Mobile termination services allow mobile network operators to connect calls from other mobile and fixed line networks.  The network that originates the call pays the network receiving the call a termination charge. Generally, the originating network will recover the costs of termination through its retail prices. The ACCC has regulated this service since 1997 to ensure anyone can call a person on a mobile phone.

“Regulating this service has promoted competition and led to lower prices and more choice for consumers,” Mr Sims said.

“The ACCC considers that extending the regulation of mobile terminating services for another five years will promote competition.”

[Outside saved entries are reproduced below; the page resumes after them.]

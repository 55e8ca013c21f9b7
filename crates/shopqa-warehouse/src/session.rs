//! Connector/session traits and scoped session ownership

use shopqa_core::Row;

/// SQL dialect spoken by a session
#[derive(Debug, Clone, Copy, PartialEq, Eq)]
pub enum Dialect {
    Snowflake,
    Postgres,
}

impl Dialect {
    /// Query returning the server version as its only column
    pub fn version_query(&self) -> &'static str {
        match self {
            Self::Snowflake => "SELECT CURRENT_VERSION()",
            Self::Postgres => "SELECT version()",
        }
    }

    /// Whether `CREATE DATABASE IF NOT EXISTS` / `USE DATABASE` are available
    pub fn supports_database_ddl(&self) -> bool {
        matches!(self, Self::Snowflake)
    }
}

/// Errors that can occur while talking to the warehouse
#[derive(Debug, Clone, thiserror::Error)]
pub enum WarehouseError {
    #[error("Authentication failed: {0}")]
    AuthenticationError(String),

    #[error("Connection failed: {0}")]
    ConnectionError(String),

    #[error("Query failed: {0}")]
    QueryError(String),

    #[error("Invalid response: {0}")]
    InvalidResponse(String),

    #[error("Invalid identifier: {0}")]
    InvalidIdentifier(String),

    #[error("Configuration error: {0}")]
    ConfigError(String),
}

impl WarehouseError {
    /// Connection-level failures (as opposed to a bad statement)
    pub fn is_connection(&self) -> bool {
        matches!(self, Self::AuthenticationError(_) | Self::ConnectionError(_))
    }
}

/// Opens warehouse sessions
///
/// Connectors are cheap, shareable descriptions of where to connect;
/// each task opens its own session from one.
#[async_trait::async_trait]
pub trait Connector: Send + Sync {
    /// Backend name (e.g., "Snowflake", "PostgreSQL")
    fn name(&self) -> &'static str;

    /// SQL dialect of the sessions this connector opens
    fn dialect(&self) -> Dialect;

    /// Open a new session
    async fn connect(&self) -> Result<Box<dyn Session>, WarehouseError>;
}

/// A single warehouse connection/cursor pair
#[async_trait::async_trait]
pub trait Session: Send {
    /// Run a statement, returning the affected row count when the backend reports one
    async fn execute(&mut self, sql: &str) -> Result<u64, WarehouseError>;

    /// Run a query and return its first row, if any
    async fn query_first(&mut self, sql: &str) -> Result<Option<Row>, WarehouseError>;

    /// Release the connection; calling it twice is a no-op
    async fn close(&mut self) -> Result<(), WarehouseError>;
}

/// Owns one session for the duration of a task
///
/// The guard must be finished with [`SessionGuard::release`], which closes
/// the session whatever the outcome of the work done with it. A guard that
/// is dropped without being released logs a warning.
pub struct SessionGuard {
    session: Box<dyn Session>,
    backend: &'static str,
    released: bool,
}

impl SessionGuard {
    /// Open a session from `connector`
    pub async fn acquire(connector: &dyn Connector) -> Result<Self, WarehouseError> {
        let session = connector.connect().await?;
        tracing::debug!(backend = connector.name(), "warehouse session opened");
        Ok(Self {
            session,
            backend: connector.name(),
            released: false,
        })
    }

    /// The guarded session
    pub fn session(&mut self) -> &mut dyn Session {
        self.session.as_mut()
    }

    /// Close the session, then hand back `outcome`
    ///
    /// A failed close turns a successful outcome into an error; when the
    /// outcome is already an error the close failure is only logged, so the
    /// original error is the one that propagates.
    pub async fn release<T, E>(mut self, outcome: Result<T, E>) -> Result<T, E>
    where
        E: From<WarehouseError>,
    {
        let closed = self.session.close().await;
        self.released = true;
        tracing::debug!(backend = self.backend, "warehouse session closed");

        match (outcome, closed) {
            (Ok(value), Ok(())) => Ok(value),
            (Ok(_), Err(e)) => Err(E::from(e)),
            (Err(e), Ok(())) => Err(e),
            (Err(e), Err(close_err)) => {
                tracing::warn!(backend = self.backend, error = %close_err, "failed to close session after error");
                Err(e)
            }
        }
    }
}

impl Drop for SessionGuard {
    fn drop(&mut self) {
        if !self.released {
            tracing::warn!(backend = self.backend, "warehouse session dropped without being released");
        }
    }
}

The ACCC received information during the inquiry that suggests that regulation should be extended to SMS termination services.  Mobile network operators control the delivery of SMS messages in the same way that they control the connection of calls. However, unlike the regulated termination charges for mobile calls, the wholesale charge for sending SMS between networks has remained unchanged for a number of years.

“The ACCC is concerned that mobile network operators may be exercising monopoly power over access to their networks to keep wholesale SMS rates significantly above costs,” Mr Sims said.

“Although some of the higher price retail plans offer unlimited SMS, the wholesale charge for SMS termination is passed on in other retail costs. Our preliminary view is that regulating SMS termination will address the use of monopoly power and promote competition in the mobile sector. It should also result in lower costs to consumers.”

The full report and further information on the MTAS declaration inquiry is available on the ACCC’s website.

The ACCC expects to release a discussion paper on pricing issues in the second quarter of 2014.

The ACCC has released its report for public consultation and will be accepting submission until 14 February 2013.